Les États-Unis ont souvent du mal à influencer les petits alliés lorsque leurs intérêts vitaux sont en jeu. C’est pourquoi, au cours des années passées, les dirigeants d’Afghanistan et d’Irak ont souvent ignoré les demandes américaines, même lorsque les États-Unis disposaient de milliers de soldats pour contribuer à garantir la paix dans leurs pays. C’est pourquoi aujourd’hui l’Ukraine ignore souvent les conseils militaires américains et pourquoi les dirigeants taïwanais flirtent parfois avec la déclaration d’indépendance malgré la pression américaine pour ne pas le faire.
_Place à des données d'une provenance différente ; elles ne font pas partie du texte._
//! Configuration validation.
//!
//! Checks run in a fixed order and stop at the first failure:
//!
//! 1. row and column counts are within the supported caps
//! 2. the starting grid has the declared shape
//! 3. every non-empty success grid has the declared shape
//! 4. every starting grid cell is empty, a known unary gate, or a well-formed
//!    binary gate pair whose action cell is empty
//! 5. the black box column range lies inside the grid
//! 6. every non-empty success grid passes the cell checks of step 4
//!
//! Within one cell the pair-shape check comes before the gate-name check,
//! which comes before the action-row range check.

use std::ops::RangeInclusive;
use tracing::debug;

use qgrid_ir::{BinaryGate, Cell, UnaryGate};

use crate::config::{BlackBoxColumns, CircuitConfig, MAX_COLUMNS, MAX_ROWS, RawCell, RawGrid};
use crate::error::{ConfigResult, ConfigurationError};

/// Check a configuration without building anything from it.
pub fn validate(config: &CircuitConfig) -> ConfigResult<()> {
    check(config).map(|_| ())
}

/// Canonical cells extracted while validating.
#[derive(Debug)]
pub(crate) struct Checked {
    pub(crate) starting: Option<Vec<Vec<Cell>>>,
    pub(crate) success: Vec<Vec<Vec<Cell>>>,
    pub(crate) black_box: Option<RangeInclusive<usize>>,
}

pub(crate) fn check(config: &CircuitConfig) -> ConfigResult<Checked> {
    check_size(config)?;

    let starting = config
        .starting_grid
        .as_ref()
        .map(check_cells)
        .transpose()?;

    let black_box = config
        .black_box_columns
        .as_ref()
        .map(|black_box| check_black_box(black_box, config.columns))
        .transpose()?;

    let success = non_empty_success_grids(config)
        .enumerate()
        .map(|(i, grid)| {
            check_cells(grid).map_err(|e| ConfigurationError::InSuccessGrid {
                index: i + 1,
                source: Box::new(e),
            })
        })
        .collect::<ConfigResult<Vec<_>>>()?;

    debug!(
        "Configuration valid: {}x{} grid, {} success grid(s)",
        config.rows,
        config.columns,
        success.len()
    );

    Ok(Checked {
        starting,
        success,
        black_box,
    })
}

fn non_empty_success_grids(config: &CircuitConfig) -> impl Iterator<Item = &RawGrid> {
    config
        .success_grids
        .iter()
        .flatten()
        .map(|s| &s.grid)
        .filter(|grid| !grid.is_empty())
}

fn check_size(config: &CircuitConfig) -> ConfigResult<()> {
    let CircuitConfig { rows, columns, .. } = *config;

    if !(1..=MAX_ROWS).contains(&rows) {
        return Err(ConfigurationError::RowsOutOfRange { rows });
    }
    if !(1..=MAX_COLUMNS).contains(&columns) {
        return Err(ConfigurationError::ColumnsOutOfRange { columns });
    }

    if let Some(grid) = &config.starting_grid {
        if !matches_len(grid.len(), rows) {
            return Err(ConfigurationError::StartingGridRows {
                declared: rows,
                found: grid.len(),
            });
        }
        for (i, row) in grid.iter().enumerate() {
            if !matches_len(row.len(), columns) {
                return Err(ConfigurationError::StartingGridColumns {
                    declared: columns,
                    row: i + 1,
                    found: row.len(),
                });
            }
        }
    }

    for (index, grid) in non_empty_success_grids(config).enumerate() {
        if !matches_len(grid.len(), rows) {
            return Err(ConfigurationError::SuccessGridRows {
                index: index + 1,
                found: grid.len(),
                expected: rows,
            });
        }
        for (i, row) in grid.iter().enumerate() {
            if !matches_len(row.len(), columns) {
                return Err(ConfigurationError::SuccessGridColumns {
                    index: index + 1,
                    row: i + 1,
                    found: row.len(),
                    expected: columns,
                });
            }
        }
    }

    Ok(())
}

fn matches_len(len: usize, declared: i64) -> bool {
    i64::try_from(len).is_ok_and(|len| len == declared)
}

/// Check every cell of a correctly shaped grid, left to right and top to
/// bottom, against the grid as written.
fn check_cells(grid: &RawGrid) -> ConfigResult<Vec<Vec<Cell>>> {
    let num_columns = grid.first().map_or(0, Vec::len);
    // Control row that first targeted (row, column), indexed [column][row].
    let mut controllers: Vec<Vec<Option<usize>>> = vec![vec![None; grid.len()]; num_columns];

    let mut cells = Vec::with_capacity(grid.len());
    for (row, raw_row) in grid.iter().enumerate() {
        let mut cells_in_row = Vec::with_capacity(raw_row.len());
        for (column, raw) in raw_row.iter().enumerate() {
            let cell = check_cell(raw, column, grid)?;
            if let Cell::Control { action_row, .. } = cell {
                if let Some(first) = controllers[column][action_row] {
                    return Err(ConfigurationError::DuplicateActionRow {
                        column,
                        action_row,
                        first,
                        second: row,
                    });
                }
                controllers[column][action_row] = Some(row);
            }
            cells_in_row.push(cell);
        }
        cells.push(cells_in_row);
    }
    Ok(cells)
}

fn check_cell(raw: &RawCell, column: usize, grid: &RawGrid) -> ConfigResult<Cell> {
    match raw {
        RawCell::Symbol(s) if is_empty_symbol(s) => Ok(Cell::Empty),
        RawCell::Symbol(s) => s
            .parse::<UnaryGate>()
            .map(Cell::Unary)
            .map_err(|_| ConfigurationError::UnsupportedUnaryGate { gate: s.clone() }),
        RawCell::Pair(items) => {
            let [gate, action_row] = items.as_slice() else {
                return Err(ConfigurationError::MalformedBinaryGate {
                    found: raw.to_string(),
                });
            };

            let gate = gate
                .as_str()
                .and_then(|name| name.parse::<BinaryGate>().ok())
                .ok_or_else(|| ConfigurationError::UnsupportedBinaryGate {
                    found: raw.to_string(),
                })?;

            let row = row_index(action_row)
                .filter(|r| *r < grid.len())
                .ok_or_else(|| ConfigurationError::ActionRowOutOfRange {
                    gate: gate.name().to_string(),
                    action_row: action_row.to_string(),
                    last_row: grid.len().saturating_sub(1),
                })?;

            let target = &grid[row][column];
            if !matches!(target, RawCell::Symbol(s) if is_empty_symbol(s)) {
                return Err(ConfigurationError::ActionCellOccupied {
                    column,
                    action_row: row,
                    contents: target.to_string(),
                });
            }

            Ok(Cell::control(gate, row))
        }
        RawCell::Other(_) => Err(ConfigurationError::MalformedBinaryGate {
            found: raw.to_string(),
        }),
    }
}

/// Row index written as a non-negative integer, `2.0` included.
fn row_index(value: &serde_json::Value) -> Option<usize> {
    if let Some(row) = value.as_u64() {
        return usize::try_from(row).ok();
    }
    value
        .as_f64()
        .filter(|row| row.fract() == 0.0 && *row >= 0.0 && *row <= MAX_ROWS as f64)
        .map(|row| row as usize)
}

fn is_empty_symbol(s: &str) -> bool {
    s == qgrid_ir::EMPTY_SYMBOL
}

fn check_black_box(black_box: &BlackBoxColumns, columns: i64) -> ConfigResult<RangeInclusive<usize>> {
    let BlackBoxColumns { start, end, .. } = *black_box;
    let last_column = columns - 1;

    if !(0..columns).contains(&start) {
        return Err(ConfigurationError::BlackBoxStartOutOfRange { start, last_column });
    }
    if !(0..columns).contains(&end) {
        return Err(ConfigurationError::BlackBoxEndOutOfRange { end, last_column });
    }
    if end < start {
        return Err(ConfigurationError::BlackBoxReversed { start, end });
    }

    // Both bounds are in [0, MAX_COLUMNS) here.
    Ok(start as usize..=end as usize)
}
La même chose est vraie pour Israël. Le pays se considère comme menant un combat existentiel à Gaza, et son Premier ministre est engagé dans une lutte pour sa survie politique. Il est donc peu probable qu’il s’accommode de Washington.
Mais même si l’influence des États-Unis est limitée, elle existe. Après six mois de soutien presque inébranlable, il est temps pour l’administration Biden de pousser fermement Israël dans la direction où il devrait aller de toute façon. L’honnêteté est ce que les amis doivent à leurs amis.
Malheureusement les amis ne paient pas le prix de leurs bons conseils et les conseilleurs ne sont jamais les payeurs. Surtout quand ces « amis » sont en très grande partie responsables de la situation. La source de tous les problèmes dans cette région est l’Iran, avec qui les États-Unis de Biden à la suite d’Obama ainsi que la France cherchent une entente justement au détriment d’Israël. L’Occident est le pyromane qui se lave les mains de sa propre politique. Il se conduit en Ponce Pilate parce qu’il a peur de mener une guerre, qui se transformera chez lui en guerre civile. Et cette guerre a déjà commencée.